Puis, considérant que son consentement a été vicié du fait du harcèlement moral qu’elle estime avoir subi, elle saisit la juridiction prud’homale d’une demande en nullité de la rupture conventionnelle pour harcèlement moral. 

La cour d’appel accueille sa demande, condamne l’employeur en raison du harcèlement et annule la rupture, qu’elle requalifie en licenciement nul. 

L’employeur décide alors de se pourvoir en cassation, principalement au motif que le harcèlement moral ne constitue pas en soi une cause de nullité de la rupture conventionnelle. 

  • Une situation de violence morale vicie le consentement à la RC

La Cour de cassation rejette le pourvoi de manière lapidaire. 

La Haute juridiction approuve en effet les juges du fond d’avoir considéré que la rupture conventionnelle est nulle dès lors qu’ils ont relevé qu’à la date de la signature de la convention, « la salariée était dans une situation de violence morale en raison du harcèlement moral et des troubles psychologiques qui en sont découlés ». 

Elle ajoute que les juges ont ainsi « caractérisé un vice du consentement ». 

La rupture conventionnelle met fin au contrat de travail d’un commun accord entre l’employeur et le salarié. Ce mode de rupture est régi par les articles L.1237-11 et suivants du Code du travail, ainsi que par le droit commun des conventions. C’est pourquoi, la RC, qui doit être soumise au Direccte pour homologation, ne peut être contestée devant le juge qu’en raison d’un vice du consentement. Les vices du consentement figurent aux articles 1130 et suivants du Code civil. Ils sont au nombre de trois : erreur, dol et violence. 

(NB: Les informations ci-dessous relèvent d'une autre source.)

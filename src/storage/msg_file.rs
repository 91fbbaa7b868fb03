//! Mmap Read/Write untuk Berkas Pesan PLU

use memmap2::MmapOptions;
use std::fs::{File, OpenOptions};
use std::io;
use std::path::Path;

use crate::codec::{decode, encode, BatchReport, Record};

/// Baca dan decode seluruh berkas pesan.
///
/// Berkas di-mmap read-only sehingga decoder membaca langsung dari page
/// cache. Berkas kosong menghasilkan urutan record kosong tanpa mapping
/// (mmap panjang nol ditolak sebagian platform).
pub fn read_records<P: AsRef<Path>>(path: P) -> io::Result<Vec<Record>> {
    let file = File::open(path)?;
    if file.metadata()?.len() == 0 {
        return Ok(Vec::new());
    }

    // SAFETY: map read-only; berkas tidak dimodifikasi selama map hidup
    let mmap = unsafe { MmapOptions::new().map(&file)? };

    Ok(decode(&mmap))
}

/// Encode batch dan tulis ke berkas pesan lewat mmap mutable.
///
/// Berkas dibuat/di-truncate, panjangnya di-set ke ukuran hasil encode,
/// lalu byte di-copy dan di-flush. Laporan batch dikembalikan supaya caller
/// bisa menampilkan duplikat/clamp/kegagalan ke pengguna.
pub fn write_records<P: AsRef<Path>>(path: P, records: &[Record]) -> io::Result<BatchReport> {
    let (bytes, report) = encode(records);

    let file = OpenOptions::new()
        .read(true)
        .write(true)
        .create(true)
        .truncate(true)
        .open(path)?;
    file.set_len(bytes.len() as u64)?;

    if bytes.is_empty() {
        return Ok(report);
    }

    // SAFETY: berkas dibuka read/write dan panjangnya sudah di-set
    let mut mmap = unsafe { MmapOptions::new().map_mut(&file)? };
    mmap.copy_from_slice(&bytes);
    mmap.flush()?;

    Ok(report)
}

#[cfg(test)]
mod tests {
    use super::*;
    use crate::codec::{CHUNK_LEN, LINE_COUNT};
    use std::fs;

    fn record(id: u64, first_line: &str) -> Record {
        let mut lines: [String; LINE_COUNT] = Default::default();
        lines[0] = first_line.to_string();
        Record::new(id, lines)
    }

    #[test]
    fn test_write_then_read_roundtrip() {
        let path = "test_msg_roundtrip.msg";

        let batch = vec![record(1, "SALMON"), record(2, "FILET"), record(9, "FRESH")];
        let report = write_records(path, &batch).unwrap();
        assert_eq!(report.accepted, 3);
        assert_eq!(fs::metadata(path).unwrap().len(), (3 * CHUNK_LEN) as u64);

        let records = read_records(path).unwrap();
        assert_eq!(records, batch);

        fs::remove_file(path).ok();
    }

    #[test]
    fn test_write_drops_duplicates() {
        let path = "test_msg_duplicates.msg";

        let batch = vec![record(7, "X"), record(7, "Y")];
        let report = write_records(path, &batch).unwrap();
        assert_eq!(report.accepted, 1);
        assert_eq!(report.rejected, vec![7]);

        let records = read_records(path).unwrap();
        assert_eq!(records.len(), 1);
        assert_eq!(records[0].lines[0], "X");

        fs::remove_file(path).ok();
    }

    #[test]
    fn test_empty_batch_empty_file() {
        let path = "test_msg_empty.msg";

        let report = write_records(path, &[]).unwrap();
        assert_eq!(report.accepted, 0);
        assert_eq!(fs::metadata(path).unwrap().len(), 0);
        assert!(read_records(path).unwrap().is_empty());

        fs::remove_file(path).ok();
    }
}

Cette solution de bon sens n’est pas nouvelle. 

D’une part, la Haute juridiction a déjà considéré que la violence morale résultant du harcèlement moral peut vicier la RC (1).  

C’est une possibilité, mais ce n’est pas nécessairement le cas. Dans un autre arrêt plus récent, la Cour a considéré qu’« en l’absence de vice du consentement, l’existence de faits de harcèlement moral n’affecte pas en elle-même la validité de la convention de rupture ». Dans cette affaire, la Cour de cassation a censuré la décision des juges du fond pour avoir annulé la RC en se fondant uniquement sur le harcèlement moral, sans constater de vice du consentement (2). 

Il en résulte que ce qui détermine la validité de la RC en contexte de harcèlement moral, ce n’est pas ce contexte, mais la violence morale – constitutive d’un vice du consentement – qu’il peut engendrer. 

D’autre part, l’appréciation de l’existence d’un vice du consentement entachant la validité de la RC relève du pouvoir des juges du fond (3). 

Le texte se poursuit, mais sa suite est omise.